# college essay



## littlec7821 (Sep 30, 2008)

PLEASE READ AND COMMENT! I want to get some feedback but I have to get my applications in soon

Riding the train, I look out the window at the blur of buildings, the dull color sweeping past.  The city is covered with a blanket of snow, school is closed, and it is my birthday.  My dad and best friend share the soft leather seat with me as the train moves smoothly along the track.  We are on our way to visit my twin sister, who is currently staying at the Children's Hospital of Philadelphia.     
              "Next stop, Market East," a voice calls over the loudspeaker.  A birthday and a day off from school, a rare combination, provides a rush of excitement to anyone who wakes up and listens to the radio as the snow falls thickly outside, waiting anxiously for the list of closed schools.  This is far from spending my birthday in a hospital room.  What a perfect birthday.  I think about the way this day could've gone; friends, a huge snowball fight, sledding, and baked cookies.  The images of each thought slowly enter my mind and fade away, leaving a trace of disappointment behind.  As the train begins to move again, I start to realize that my sister is _here_ to share it with me, fighting through another phase of her chronic illness.

            "Next stop, Suburban Station."  The train slows, and I watch as the view outside becomes more clear.  I observe the people around me.  A young couple affectionately cuddling, a woman helping her daughter button her coat, and an old man sitting alone, wearing a thin jacket and ripped, worn shoes.  Was this man really as lonely as he looked?


              "Next stop, 30th Street Station."  I wonder if this man has a sister, a brother, or a friend to spend his birthday with.  I look towards the people next to me.  My father and my best friend.  I am lucky to have these people with me.  I begin to think about the little things that can make a big difference.  The people with me right now.  If my sister had not been as lucky as she was at eighteen months old, she wouldn't be here with me right now.  If my friend hadn't mentioned she liked my backpack on the bus to kindergarten, she might not have become my best friend, a person willing to sit on this train with me on a snow day.

              "Next stop, University City."  I am spending my birthday with my twin, just as we had spent every birthday before.  Presents, parties, they are all just additional things that really can’t compare to being able to spend my birthday with my twin sister.  Right now, I realize there is nothing I'd rather being doing.  Nowhere I'd rather be than on this train, heading for the hospital.  As the train slows to a stop, a smile appears on my face.  The three of us stand up and step off the train onto the station, and begin to walk through the snow to CHOP, where I will soon see my sister on a perfect birthday.


----------



## LeonBasin (Oct 3, 2008)

Not bad!

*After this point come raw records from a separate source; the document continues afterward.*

#[cfg(test)]
mod tests {
    use shiftrep::api::AttendanceConfig;
    use shiftrep::libs::config::{Config, ReportConfig, API_URL_ENV};
    use std::sync::{Mutex, MutexGuard};
    use tempfile::TempDir;
    use test_context::{test_context, TestContext};

    // Tests below rewrite process-wide environment variables.
    static ENV_LOCK: Mutex<()> = Mutex::new(());

    /// Test context pointing the user's home/appdata directory at a temporary
    /// directory and clearing the API URL override.
    struct ConfigTestContext {
        _guard: MutexGuard<'static, ()>,
        _temp_dir: TempDir,
        api_url: String,
    }

    impl TestContext for ConfigTestContext {
        fn setup() -> Self {
            let guard = ENV_LOCK.lock().unwrap_or_else(|e| e.into_inner());
            let temp_dir = tempfile::tempdir().unwrap();
            std::env::set_var("HOME", temp_dir.path());
            std::env::set_var("LOCALAPPDATA", temp_dir.path());
            std::env::remove_var(API_URL_ENV);
            ConfigTestContext {
                _guard: guard,
                _temp_dir: temp_dir,
                api_url: "https://attendance.example.com".to_string(),
            }
        }

        fn teardown(self) {
            std::env::remove_var(API_URL_ENV);
        }
    }

    #[test_context(ConfigTestContext)]
    #[test]
    fn test_read_nonexistent_config(_ctx: &mut ConfigTestContext) {
        let config = Config::read().unwrap();
        assert_eq!(config, Config::default());
        assert_eq!(config.standard_shift_minutes(), 480);
    }

    #[test_context(ConfigTestContext)]
    #[test]
    fn test_save_and_read_config(ctx: &mut ConfigTestContext) {
        let config = Config {
            api: Some(AttendanceConfig {
                api_url: ctx.api_url.clone(),
            }),
            report: Some(ReportConfig {
                standard_shift_minutes: 360,
            }),
        };
        config.save().unwrap();

        let read_config = Config::read().unwrap();
        assert_eq!(read_config, config);
        assert_eq!(read_config.standard_shift_minutes(), 360);
    }

    #[test_context(ConfigTestContext)]
    #[test]
    fn test_api_url_precedence(ctx: &mut ConfigTestContext) {
        let config = Config {
            api: Some(AttendanceConfig {
                api_url: ctx.api_url.clone(),
            }),
            report: None,
        };

        assert_eq!(config.resolve_api_url(None), Some(ctx.api_url.clone()));
        assert_eq!(config.resolve_api_url(Some("")), Some(ctx.api_url.clone()));
        assert_eq!(config.resolve_api_url(Some("  ")), Some(ctx.api_url.clone()));

        std::env::set_var(API_URL_ENV, "");
        assert_eq!(config.resolve_api_url(None), Some(ctx.api_url.clone()));
        assert_eq!(config.resolve_api_url(Some("")), Some(ctx.api_url.clone()));

        std::env::set_var(API_URL_ENV, "http://from-env:8000");
        assert_eq!(config.resolve_api_url(None), Some("http://from-env:8000".to_string()));
        assert_eq!(
            config.resolve_api_url(Some("http://from-flag:8000")),
            Some("http://from-flag:8000".to_string())
        );
    }

    #[test_context(ConfigTestContext)]
    #[test]
    fn test_no_api_url_anywhere(_ctx: &mut ConfigTestContext) {
        assert_eq!(Config::default().resolve_api_url(None), None);

        let blank = Config {
            api: Some(AttendanceConfig { api_url: String::new() }),
            report: None,
        };
        std::env::set_var(API_URL_ENV, " ");
        assert_eq!(blank.resolve_api_url(Some("")), None);
    }
}
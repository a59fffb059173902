use anyhow::Result;
use std::env::consts::OS;
use std::env::var;
use std::fs;
use std::path::{Path, PathBuf};

pub const VENDOR_NAME: &str = "lacodda";
pub const APP_NAME: &str = "shiftrep";

/// Platform data directory holding the configuration file.
#[derive(Clone, Debug)]
pub struct DataStorage {
    base_path: PathBuf,
}

impl Default for DataStorage {
    fn default() -> Self {
        Self::new()
    }
}

impl DataStorage {
    pub fn new() -> Self {
        let base_path = match OS {
            "windows" => var("LOCALAPPDATA").unwrap_or_else(|_| ".".into()),
            "macos" => var("HOME").unwrap_or_else(|_| ".".into()) + "/Library/Application Support",
            _ => var("HOME").unwrap_or_else(|_| ".".into()) + "/.local/share",
        };
        let base_path = Path::new(&base_path).join(VENDOR_NAME).join(APP_NAME);

        Self { base_path }
    }

    /// Path of `file_name` inside the data directory, creating the directory on first use.
    pub fn get_path(&self, file_name: &str) -> Result<PathBuf> {
        if !self.base_path.exists() {
            fs::create_dir_all(&self.base_path)?;
        }
        Ok(self.base_path.join(file_name))
    }
}
//! Configuration initialization command.
//!
//! Runs the interactive setup wizard, or removes the saved configuration
//! with `--delete`.

use crate::{
    libs::{
        config::{Config, CONFIG_FILE_NAME},
        data_storage::DataStorage,
        messages::Message,
    },
    msg_success,
};
use anyhow::Result;
use clap::Args;
use std::fs;

#[derive(Debug, Args)]
pub struct InitArgs {
    /// Remove the existing configuration instead of creating a new one
    #[arg(short, long)]
    delete: bool,
}

pub fn cmd(init_args: InitArgs) -> Result<()> {
    if init_args.delete {
        let path = DataStorage::new().get_path(CONFIG_FILE_NAME)?;
        if path.exists() {
            fs::remove_file(path)?;
        }
        return Ok(());
    }

    Config::init()?.save()?;

    msg_success!(Message::ConfigSaved);
    Ok(())
}
use super::{ReportApi, ReportError};
use crate::libs::config::ConfigModule;
use crate::libs::messages::Message;
use crate::libs::report::DateRange;
use dialoguer::{theme::ColorfulTheme, Input};
use reqwest::{header, Client, Url};
use serde::{Deserialize, Serialize};
use serde_json::Value;

include!(concat!(env!("OUT_DIR"), "/app_metadata.rs"));

const REPORT_URL: &str = "api/attendance/reports/workshift/";

pub struct AttendanceApi {
    client: Client,
    config: AttendanceConfig,
}

impl AttendanceApi {
    pub fn new(api_url: &str) -> Self {
        Self::from_config(&AttendanceConfig {
            api_url: api_url.to_string(),
        })
    }

    pub fn from_config(config: &AttendanceConfig) -> Self {
        Self {
            client: Client::new(),
            config: config.clone(),
        }
    }

    /// The URL a report request for `range` is sent to.
    ///
    /// Query values are percent-encoded; ISO dates pass through unchanged.
    pub fn request_url(&self, range: &DateRange) -> Result<Url, ReportError> {
        let request = self
            .client
            .get(self.report_url())
            .query(&[("start_date", range.start.as_str()), ("end_date", range.end.as_str())])
            .build()?;
        Ok(request.url().clone())
    }

    fn report_url(&self) -> String {
        format!("{}/{}", self.config.api_url.trim_end_matches('/'), REPORT_URL)
    }
}

impl ReportApi for AttendanceApi {
    async fn fetch_report(&self, range: &DateRange) -> Result<Value, ReportError> {
        let url = self.request_url(range)?;
        tracing::debug!(%url, "requesting workshift report");

        let res = self
            .client
            .get(url)
            .header(header::USER_AGENT, format!("{}/{}", APP_METADATA_NAME, APP_METADATA_VERSION))
            .header(header::ACCEPT, "application/json")
            .send()
            .await?;

        // The status does not reject the response; whatever JSON comes back is validated downstream.
        let status = res.status();
        if !status.is_success() {
            tracing::warn!(%status, "report endpoint answered with a non-success status");
        }

        let body = res.bytes().await?;
        Ok(serde_json::from_slice(&body)?)
    }
}

#[derive(Serialize, Deserialize, Clone, Debug, PartialEq)]
pub struct AttendanceConfig {
    /// Base URL of the attendance backend, e.g. `https://attendance.example.com`.
    pub api_url: String,
}

impl AttendanceConfig {
    pub fn module() -> ConfigModule {
        ConfigModule {
            key: "api".to_string(),
            name: "Attendance API".to_string(),
        }
    }

    pub fn init(config: &Option<AttendanceConfig>) -> anyhow::Result<Self> {
        let default = config.clone().map(|c| c.api_url).unwrap_or_default();
        crate::msg_print!(Message::ConfigModuleApi);
        Ok(Self {
            api_url: Input::with_theme(&ColorfulTheme::default())
                .with_prompt(Message::PromptApiUrl.to_string())
                .default(default)
                .interact_text()?,
        })
    }
}

#[cfg(test)]
mod tests {
    use super::*;

    #[test]
    fn test_request_url_joins_base_without_double_slash() {
        let api = AttendanceApi::new("http://localhost:8000/");
        let url = api.request_url(&DateRange::new("2024-01-01", "2024-01-31")).unwrap();
        assert_eq!(
            url.as_str(),
            "http://localhost:8000/api/attendance/reports/workshift/?start_date=2024-01-01&end_date=2024-01-31"
        );
    }

    #[test]
    fn test_request_url_encodes_query_values() {
        let api = AttendanceApi::new("http://localhost:8000");
        let url = api.request_url(&DateRange::new("2024-01-01&x=1", "2024 01 31")).unwrap();
        assert_eq!(url.query(), Some("start_date=2024-01-01%26x%3D1&end_date=2024+01+31"));
    }
}
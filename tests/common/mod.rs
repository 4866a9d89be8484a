pub mod mock_cluster;
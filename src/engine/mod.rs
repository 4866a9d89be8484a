//! CLI engine: argument parsing, run handler, progress reporting.

pub mod arg_parser;
pub mod cli;
pub mod progress;

pub use arg_parser::Cli;
pub use cli::handle_run;
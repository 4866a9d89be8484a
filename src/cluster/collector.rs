//! Collector: drains worker streams into a [`MatchBuffer`].

use crossbeam_channel::{Receiver, Select};
use log::debug;

use crate::cluster::wire::{self, ClusterMessage};
use crate::error::{ClusterError, ClusterResult};
use crate::types::MatchBuffer;

/// Receive records from all workers until every one has sent its end signal.
///
/// A [`Select`] over the worker receivers is the probe: each iteration blocks
/// until *any* worker has a message ready, so a slow worker never holds up the
/// others' streams. Per-worker order is FIFO by channel construction; nothing
/// here depends on cross-worker interleaving.
///
/// `on_message` is called once per received message (records and end signals
/// both), for progress reporting.
///
/// There is no receive timeout: a hung worker blocks this loop forever. That
/// is the documented failure mode of the base protocol; a timeout would be an
/// extension here.
pub fn collect_records(
    receivers: &[Receiver<ClusterMessage>],
    on_message: Option<&dyn Fn(usize)>,
) -> ClusterResult<MatchBuffer> {
    let mut sel = Select::new();
    for rx in receivers {
        sel.recv(rx);
    }

    let expected = receivers.len();
    let mut finished = 0usize;
    let mut buffer = MatchBuffer::new();

    while finished < expected {
        let oper = sel.select();
        let idx = oper.index();
        // Rank 0 is the collector itself; receiver idx belongs to rank idx+1.
        let rank = idx + 1;

        match oper.recv(&receivers[idx]) {
            Ok(ClusterMessage::Record(buf)) => {
                let record = wire::decode(&buf).map_err(|e| ClusterError::ProtocolViolation {
                    rank,
                    reason: e.to_string(),
                })?;
                buffer.insert(record);
            }
            Ok(ClusterMessage::Done) => {
                finished += 1;
                debug!("collector: worker {rank} finished ({finished}/{expected})");
                // A finished worker drops its sender; take the now-closed
                // channel out of the probe set.
                sel.remove(idx);
            }
            Err(_) => {
                return Err(ClusterError::ProtocolViolation {
                    rank,
                    reason: "channel closed before end signal".to_string(),
                });
            }
        }

        if let Some(f) = on_message {
            f(1);
        }
    }

    debug!("collector: {} records buffered", buffer.len());
    Ok(buffer)
}
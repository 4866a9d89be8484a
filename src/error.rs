//! Error types for the cluster protocol.
//!
//! Every variant is fatal: the protocol has no retry or resumption mechanism,
//! because a partially complete run cannot be told apart from one still in
//! progress until the end-signal count reaches its expected value.

use thiserror::Error;

/// Result type alias for cluster protocol operations.
pub type ClusterResult<T> = std::result::Result<T, ClusterError>;

/// Errors that can occur in the partition / wire / collect protocol.
#[derive(Error, Debug)]
pub enum ClusterError {
    /// Fewer than 2 ranks: at least one coordinator and one worker required.
    #[error("invalid topology: need at least 2 ranks (1 coordinator + 1 worker), got {ranks}")]
    InvalidTopology { ranks: usize },

    /// A wire buffer disagrees with its declared or NM-derived size.
    #[error("malformed wire record: {reason}")]
    MalformedRecord { reason: String },

    /// The collector saw something the protocol forbids: an undecodable
    /// record, or a worker channel closing before its end signal.
    #[error("protocol violation from worker rank {rank}: {reason}")]
    ProtocolViolation { rank: usize, reason: String },

    /// A worker aborted before finishing its range.
    #[error("worker rank {rank} failed: {reason}")]
    WorkerFailed { rank: usize, reason: String },
}

impl ClusterError {
    pub(crate) fn malformed(reason: impl Into<String>) -> Self {
        ClusterError::MalformedRecord {
            reason: reason.into(),
        }
    }
}
//! Cluster components: partitioning, wire codec, worker loop, collector.
//!
//! Ranks are threads connected by bounded crossbeam channels, one channel per
//! worker so per-sender FIFO order is structural. Rank 0 is the coordinator;
//! it never executes pair tasks and turns into the collector once workers are
//! running.

pub mod collector;
pub mod coordinator;
pub mod partition;
pub mod wire;
pub mod worker;

pub use collector::collect_records;
pub use coordinator::run_cluster;
pub use partition::{pair_for_task, partition, task_count};
pub use wire::{ClusterMessage, decode, encode};
pub use worker::run_worker;

use anyhow::{Context, Result};
use crossbeam_channel::{Receiver, Sender, bounded};
use std::sync::Arc;
use std::thread::JoinHandle;

use crate::features::{FeatureStore, matcher::Matcher};
use crate::types::WorkRange;

/// Per-worker result channel capacity. Bounded so a fast worker blocks on
/// send instead of buffering an unbounded backlog ahead of the collector.
pub const RESULT_CHANNEL_CAP: usize = 1024;

/// One channel per worker, in rank order (index 0 = rank 1).
pub struct ClusterChannels {
    pub txs: Vec<Sender<ClusterMessage>>,
    pub rxs: Vec<Receiver<ClusterMessage>>,
}

pub fn create_cluster_channels(worker_count: usize) -> ClusterChannels {
    let mut txs = Vec::with_capacity(worker_count);
    let mut rxs = Vec::with_capacity(worker_count);
    for _ in 0..worker_count {
        let (tx, rx) = bounded::<ClusterMessage>(RESULT_CHANNEL_CAP);
        txs.push(tx);
        rxs.push(rx);
    }
    ClusterChannels { txs, rxs }
}

/// Spawn one thread per worker range. `ranges` excludes the coordinator's
/// empty slot; `ranges[w]` belongs to rank `w + 1`. Each thread consumes its
/// sender, so the channel closes when the worker exits. Threads are named
/// after their rank so log lines identify the emitting role.
pub fn spawn_workers(
    ranges: &[WorkRange],
    store: &Arc<dyn FeatureStore>,
    matcher: &Arc<dyn Matcher>,
    txs: Vec<Sender<ClusterMessage>>,
) -> Result<Vec<JoinHandle<Result<()>>>> {
    ranges
        .iter()
        .zip(txs)
        .enumerate()
        .map(|(w, (&range, tx))| {
            let rank = w + 1;
            let store = Arc::clone(store);
            let matcher = Arc::clone(matcher);
            std::thread::Builder::new()
                .name(format!("worker-{rank}"))
                .spawn(move || run_worker(rank, range, store.as_ref(), matcher.as_ref(), &tx))
                .with_context(|| format!("spawn worker thread {rank}"))
        })
        .collect()
}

However, I suggest re-reading it as it seems kind of jumpy in a few spots.


----------



## workingauthor (Oct 5, 2008)

I think it will help with commenting to know what this is for. It seems a little pointless.


----------



## Davis321 (Oct 8, 2008)

Not bad! However, I suggest re-reading it as it seems kind of jumpy in a few spots.


----------



## Danny A (Oct 10, 2008)

I agree that it does seem rather pointless, but it is well written. The only error I noticed was this: Right now, I realize there is nothing I'd rather *being* doing. 

Also, I'm curious, what R-train is your character riding in the story?


----------



## Olly Buckle (Oct 10, 2008)

littlec7821 said:


> PLEASE READ AND COMMENT! I want to get some feedback but I have to get my applications in soon
> 
> Riding the train, I look out the window at the blur They must be very close of buildings, the dull color sweeping past.  The city is covered with a blanket of snow, school is closed, and it is my birthday.  My dad and best friend share the soft leather seat with me as the train moves smoothly along the track In this sentence you have a list of people, interrupted by a seat, in a train moving smoothly, try... My Dad, best friend and I share the soft leather train seat. Moving smoothly along the track we are on our way to visit my twin sister, who is currently staying at the Children's Hospital of
> 
> ...



My family have arrived home and it's late here so I must stop here, hope this helps.


----------



## CountBlabula (Oct 12, 2008)

Most college essays aren't like that, are they?


----------



## kevinparker (Dec 3, 2008)

This is a good essay but it is not suitable for college essay. Btw its good writing here.


----------